Higher education is a huge investment, underwritten by one key assurance. Whether you spend your university years smashing Firsts or stomaching vodka dashes in your 9Am lecture, all students are united by one shared guarantee: that your higher education fees pay for in-person lectures from academics on hand to answer your questions.
At Trinity College Dublin, Ireland’s oldest and most prestigious university, this is not the case. A VICE investigation has found that at least eight courses have reused lectures recorded during the 2020 lockdown, in place of the up-to-date, face-to-face teaching expected by this year’s students.
“It goes without saying that 2020 has been a bit of a crazy year,” one second year English Literature lecture seen by VICE begins. “Alongside the global pandemic we have race riots in America [and] Black Lives Matter protests.” The lecturer continues: “The year began as Australia’s record shattering summer of bush fires bled into January and February of this year.”
The lecture was also uploaded via a private YouTube link that explicitly states it was uploaded one year ago.
“It’s very disheartening that students are supposed to give the same quality of work with online learning conditions, while professors aren’t held to the same standards,” Saoirse, a second year English student, tells VICE.
Other courses such as Business Economics and Social Studies, Medicine, Physical Sciences and Chemical Sciences use the platform Blackboard to upload lectures, many of which are accompanied by the subtitle “uploaded one year ago”.
In a recorded first-year Medicine lecture, one academic discusses “the vaccines which are currently being developed”, despite the fact that 80 percent of adults in Ireland have now been fully vaccinated.
Caoimhe, a second-year Medicine student, attended an in-person tutorial with one of her lecturers. “‘Someone asked if they could answer a question about a lecture from that week and our lecturer said as a joke: ‘I hope I can answer it, I haven’t seen this lecture since last year.’”
Referencing links between course content and current affairs usually urges students to put their learning into action. This year, the outdated references to 2020 events simply highlights the college’s indifference to student’s academic needs. This begs the question: What exactly are students paying extremely high university fees for?

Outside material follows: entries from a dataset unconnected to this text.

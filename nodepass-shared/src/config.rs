use std::env;
use std::net::SocketAddr;
use std::str::FromStr;
use std::time::Duration;

use tracing::warn;
use url::Url;

use crate::error::ConfigError;

#[derive(Debug, Clone, Copy, PartialEq, Eq)]
pub enum Mode {
    Server,
    Client,
    Master,
}

impl FromStr for Mode {
    type Err = ConfigError;

    fn from_str(s: &str) -> Result<Self, Self::Err> {
        match s {
            "server" => Ok(Mode::Server),
            "client" => Ok(Mode::Client),
            "master" => Ok(Mode::Master),
            other => Err(ConfigError::InvalidUrl(format!(
                "unknown scheme {other:?}, expected server|client|master"
            ))),
        }
    }
}

#[derive(Debug, Clone, Copy, PartialEq, Eq)]
pub enum TlsMode {
    Plain,
    SelfSigned,
    FileBacked,
}

impl TlsMode {
    pub fn code(self) -> &'static str {
        match self {
            TlsMode::Plain => "0",
            TlsMode::SelfSigned => "1",
            TlsMode::FileBacked => "2",
        }
    }

    pub fn from_code(code: &str) -> Option<Self> {
        match code {
            "0" => Some(TlsMode::Plain),
            "1" => Some(TlsMode::SelfSigned),
            "2" => Some(TlsMode::FileBacked),
            _ => None,
        }
    }
}

#[derive(Debug, Clone, Copy, PartialEq, Eq)]
pub enum LogLevel {
    Debug,
    Info,
    Warn,
    Error,
    Fatal,
}

impl LogLevel {
    /// `fatal` has no `tracing::Level` equivalent; it maps to `ERROR`,
    /// matching the teacher's own `EnvFilter` construction (there is no
    /// level stricter than error in `tracing`).
    pub fn as_filter_str(self) -> &'static str {
        match self {
            LogLevel::Debug => "debug",
            LogLevel::Info => "info",
            LogLevel::Warn => "warn",
            LogLevel::Error | LogLevel::Fatal => "error",
        }
    }
}

impl FromStr for LogLevel {
    type Err = ConfigError;

    fn from_str(s: &str) -> Result<Self, Self::Err> {
        match s {
            "debug" => Ok(LogLevel::Debug),
            "info" => Ok(LogLevel::Info),
            "warn" => Ok(LogLevel::Warn),
            "error" => Ok(LogLevel::Error),
            "fatal" => Ok(LogLevel::Fatal),
            other => Err(ConfigError::InvalidUrl(format!("unknown log level {other:?}"))),
        }
    }
}

/// Immutable once constructed. One instance per tunnel process.
#[derive(Debug, Clone)]
pub struct TunnelConfig {
    pub mode: Mode,
    /// host:port of the control channel, not yet resolved.
    pub tunnel_address: String,
    /// host:port; server listens there, client dials there. Empty for master.
    pub target_address: String,
    pub tls_mode: TlsMode,
    pub tls_cert_path: Option<String>,
    pub tls_key_path: Option<String>,
    pub log_level: LogLevel,

    pub pool_min: usize,
    pub pool_max: usize,
    pub semaphore_limit: usize,
    pub udp_buf: usize,
    pub udp_read_timeout: Duration,
    pub udp_dial_timeout: Duration,
    pub tcp_dial_timeout: Duration,
    pub tcp_read_timeout: Duration,
    pub pool_interval_min: Duration,
    pub pool_interval_max: Duration,
    pub report_interval: Duration,
    pub service_cooldown: Duration,
    pub shutdown_timeout: Duration,
    pub cert_reload_interval: Duration,
}

impl Default for Defaults {
    fn default() -> Self {
        Defaults {
            pool_min: 4,
            pool_max: 64,
            semaphore_limit: 1024,
            udp_buf: 2048,
            udp_read_timeout: Duration::from_secs(10),
            udp_dial_timeout: Duration::from_secs(5),
            tcp_dial_timeout: Duration::from_secs(5),
            tcp_read_timeout: Duration::from_secs(0),
            pool_interval_min: Duration::from_millis(100),
            pool_interval_max: Duration::from_secs(5),
            report_interval: Duration::from_secs(5),
            service_cooldown: Duration::from_secs(3),
            shutdown_timeout: Duration::from_secs(5),
            cert_reload_interval: Duration::from_secs(3600),
        }
    }
}

pub(crate) struct Defaults {
    pub pool_min: usize,
    pub pool_max: usize,
    pub semaphore_limit: usize,
    pub udp_buf: usize,
    pub udp_read_timeout: Duration,
    pub udp_dial_timeout: Duration,
    pub tcp_dial_timeout: Duration,
    pub tcp_read_timeout: Duration,
    pub pool_interval_min: Duration,
    pub pool_interval_max: Duration,
    pub report_interval: Duration,
    pub service_cooldown: Duration,
    pub shutdown_timeout: Duration,
    pub cert_reload_interval: Duration,
}

impl TunnelConfig {
    /// Parses `scheme://[user:pass@]host:port/[targetHost]:port?k=v&...`.
    ///
    /// Only the tunnel address is resolved eagerly, and only far enough to
    /// validate the URL shape; actual DNS resolution happens on first use
    /// (`resolve_tunnel_address`/`resolve_target_tcp`/`resolve_target_udp`)
    /// so that transient target-side DNS failures aren't fatal at startup.
    pub fn from_url(raw: &str) -> Result<Self, ConfigError> {
        let url = Url::parse(raw).map_err(|e| ConfigError::InvalidUrl(e.to_string()))?;
        let mode: Mode = url.scheme().parse()?;

        let host = url
            .host_str()
            .ok_or_else(|| ConfigError::InvalidUrl("missing host".into()))?;
        let port = url
            .port()
            .ok_or_else(|| ConfigError::InvalidUrl("missing port".into()))?;
        let tunnel_address = format!("{host}:{port}");

        let target_address = url
            .path()
            .trim_start_matches('/')
            .to_string();

        let query: std::collections::HashMap<String, String> =
            url.query_pairs().into_owned().collect();

        let log_level = match query.get("log") {
            Some(v) => v.parse()?,
            None => LogLevel::Info,
        };

        let tls_mode = match query.get("tls") {
            Some(v) => TlsMode::from_code(v)
                .ok_or_else(|| ConfigError::InvalidUrl(format!("invalid tls mode {v:?}")))?,
            None => TlsMode::Plain,
        };

        let tls_cert_path = query.get("crt").cloned();
        let tls_key_path = query.get("key").cloned();

        if tls_mode == TlsMode::FileBacked && (tls_cert_path.is_none() || tls_key_path.is_none()) {
            return Err(ConfigError::MissingTlsMaterial);
        }

        let d = Defaults::default();
        Ok(TunnelConfig {
            mode,
            tunnel_address,
            target_address,
            tls_mode,
            tls_cert_path,
            tls_key_path,
            log_level,
            pool_min: env_usize("MIN_POOL_CAPACITY", d.pool_min),
            pool_max: env_usize("MAX_POOL_CAPACITY", d.pool_max),
            semaphore_limit: env_usize("SEMAPHORE_LIMIT", d.semaphore_limit),
            udp_buf: env_usize("UDP_DATA_BUF_SIZE", d.udp_buf),
            udp_read_timeout: env_duration_secs("UDP_READ_TIMEOUT", d.udp_read_timeout),
            udp_dial_timeout: env_duration_secs("UDP_DIAL_TIMEOUT", d.udp_dial_timeout),
            tcp_dial_timeout: env_duration_secs("TCP_DIAL_TIMEOUT", d.tcp_dial_timeout),
            tcp_read_timeout: env_duration_secs("TCP_READ_TIMEOUT", d.tcp_read_timeout),
            pool_interval_min: env_duration_millis("MIN_POOL_INTERVAL", d.pool_interval_min),
            pool_interval_max: env_duration_millis("MAX_POOL_INTERVAL", d.pool_interval_max),
            report_interval: env_duration_secs("REPORT_INTERVAL", d.report_interval),
            service_cooldown: env_duration_secs("SERVICE_COOLDOWN", d.service_cooldown),
            shutdown_timeout: env_duration_secs("SHUTDOWN_TIMEOUT", d.shutdown_timeout),
            cert_reload_interval: env_duration_secs("RELOAD_INTERVAL", d.cert_reload_interval),
        })
    }

    /// Resolves the tunnel (control-channel) address. The only resolution
    /// error that is fatal at config time (§4.1).
    pub async fn resolve_tunnel_address(&self) -> Result<SocketAddr, ConfigError> {
        tokio::net::lookup_host(&self.tunnel_address)
            .await
            .ok()
            .and_then(|mut it| it.next())
            .ok_or_else(|| ConfigError::UnresolvableTunnelAddress(self.tunnel_address.clone()))
    }

    /// Resolves the target address as TCP. Failures are NOT fatal at config
    /// time; callers retry on use (§4.1).
    pub async fn resolve_target_tcp(&self) -> std::io::Result<SocketAddr> {
        tokio::net::lookup_host(&self.target_address)
            .await?
            .next()
            .ok_or_else(|| {
                std::io::Error::new(std::io::ErrorKind::AddrNotAvailable, "no address resolved")
            })
    }

    /// Same resolution as `resolve_target_tcp`, kept distinct because the
    /// spec draws UDP and TCP target resolution as separate concerns (§4.1)
    /// even though, for our address family, they resolve identically.
    pub async fn resolve_target_udp(&self) -> std::io::Result<SocketAddr> {
        self.resolve_target_tcp().await
    }
}

fn env_usize(name: &str, default: usize) -> usize {
    match env::var(name) {
        Ok(v) => match v.parse::<i64>() {
            Ok(n) if n > 0 => n as usize,
            _ => {
                warn!(env = name, value = %v, "ignoring negative or unparseable override, using default");
                default
            }
        },
        Err(_) => default,
    }
}

fn env_duration_secs(name: &str, default: Duration) -> Duration {
    match env::var(name) {
        Ok(v) => match v.parse::<i64>() {
            Ok(n) if n > 0 => Duration::from_secs(n as u64),
            _ => {
                warn!(env = name, value = %v, "ignoring negative or unparseable override, using default");
                default
            }
        },
        Err(_) => default,
    }
}

fn env_duration_millis(name: &str, default: Duration) -> Duration {
    match env::var(name) {
        Ok(v) => match v.parse::<i64>() {
            Ok(n) if n > 0 => Duration::from_millis(n as u64),
            _ => {
                warn!(env = name, value = %v, "ignoring negative or unparseable override, using default");
                default
            }
        },
        Err(_) => default,
    }
}

#[cfg(test)]
mod tests {
    use super::*;

    #[test]
    fn parses_server_url() {
        let cfg = TunnelConfig::from_url("server://127.0.0.1:10101/127.0.0.1:18080?tls=0").unwrap();
        assert_eq!(cfg.mode, Mode::Server);
        assert_eq!(cfg.tunnel_address, "127.0.0.1:10101");
        assert_eq!(cfg.target_address, "127.0.0.1:18080");
        assert_eq!(cfg.tls_mode, TlsMode::Plain);
        assert_eq!(cfg.log_level, LogLevel::Info);
    }

    #[test]
    fn parses_client_url_with_log() {
        let cfg = TunnelConfig::from_url("client://127.0.0.1:10101/127.0.0.1:28080?log=debug").unwrap();
        assert_eq!(cfg.mode, Mode::Client);
        assert_eq!(cfg.log_level, LogLevel::Debug);
    }

    #[test]
    fn rejects_missing_port() {
        assert!(TunnelConfig::from_url("server://127.0.0.1/127.0.0.1:18080").is_err());
    }

    #[test]
    fn tls_file_backed_requires_cert_and_key() {
        let err = TunnelConfig::from_url("server://127.0.0.1:10101/127.0.0.1:18080?tls=2").unwrap_err();
        assert!(matches!(err, ConfigError::MissingTlsMaterial));
    }

    #[test]
    fn negative_env_override_falls_back_to_default() {
        std::env::set_var("MIN_POOL_CAPACITY", "-5");
        let cfg = TunnelConfig::from_url("server://127.0.0.1:10102/127.0.0.1:18081").unwrap();
        assert_eq!(cfg.pool_min, Defaults::default().pool_min);
        std::env::remove_var("MIN_POOL_CAPACITY");
    }
}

Reuse of lectures without the reduction of fees is not the only thing Trinity has been criticised for. A widely shared Instagram post from the pro face to face teaching organisation @tcd_f2f argued that the university’s actions demonstrated a disregard for student’s mental health and educational wellbeing.
“Other Dublin Universities, such as DCU and UCD, have resumed in-person teaching of up to 500 students per lecture with masks, as per government guidance”, the post reads. “Trinity, however, has decided to reduce this number to 150 students per lecture theatre, with discretion being given to each school to decide whether they will return to campus at all.”
Gisèle Scanlon, president of the Graduates Students Union, which represents over 5,200 students, tells VICE: “There’s so much hurt. I’m still fielding for students who feel let down and forgotten. I’ve been to the meetings, I’ve asked for refunds and I’ve been told the funding isn’t there for that.”
Tired of the college’s indifference, students crowded into Front Square on the 22nd of September to protest Trinity’s decision to continue with online teaching, chanting “let us in”. Lázló Molnarfi, chair of Students4Change and a key organiser in the protest, tells VICE that the university is behaving like a profit-hungry corporation, with little regard for student’s wellbeing.
“They spent the summer writing meaningless emails full of empty promises. They lied to us, because if they had communicated to us clearly, then people would have deferred, incurring a loss of profit.”
Molnarfi’s accusation references a collection of emails sent during the summer to students. One of these emails, sent on the 16th of June, stated that an “enormous amount of planning” had taken place to enable a “comprehensive return to college.”
Many students found emails like this misleading, and in some cases, financially damaging.
Vito, a second year Politics, Philosophy, Economics and Sociology student, saw emails like these promising a return to campus and decided to book student accommodation for the year. This cost €10,000, annually, thanks to Dublin’s housing crisis and limited student accommodation options. After paying, Vito discovered that he was only scheduled for one hour of in-person teaching per week. “They decided to risk wasting our money to save face. They genuinely do not care what kind of education the corona generation gets.”
In a statement to VICE, a Trinity spokesperson said: “The use of recorded lectures, where course material is unchanged from the previous year, can be a sensible use of lecturers' time, freeing them up to spend additional time on engaging with smaller class groups where lecture material can be discussed. Some schools have long had a standard practice of recording lectures to make them available for students.
“That this practice has continued for some, by no means all, lecture
s, in no way contradicts the fact the intensive planning has been undertaken for this year to maximise face to face teaching in line with the relaxation of public health restrictions.”
Fury among students is growing as many feel that they have been lied to and their money has been wasted.
“Trinity have spat at us in the face,” Lázló Molnarfi tells VICE. “We thus demand an immediate return to campus or compensation for the loss of our in-person educational and on-campus experience, and this is why we are protesting.”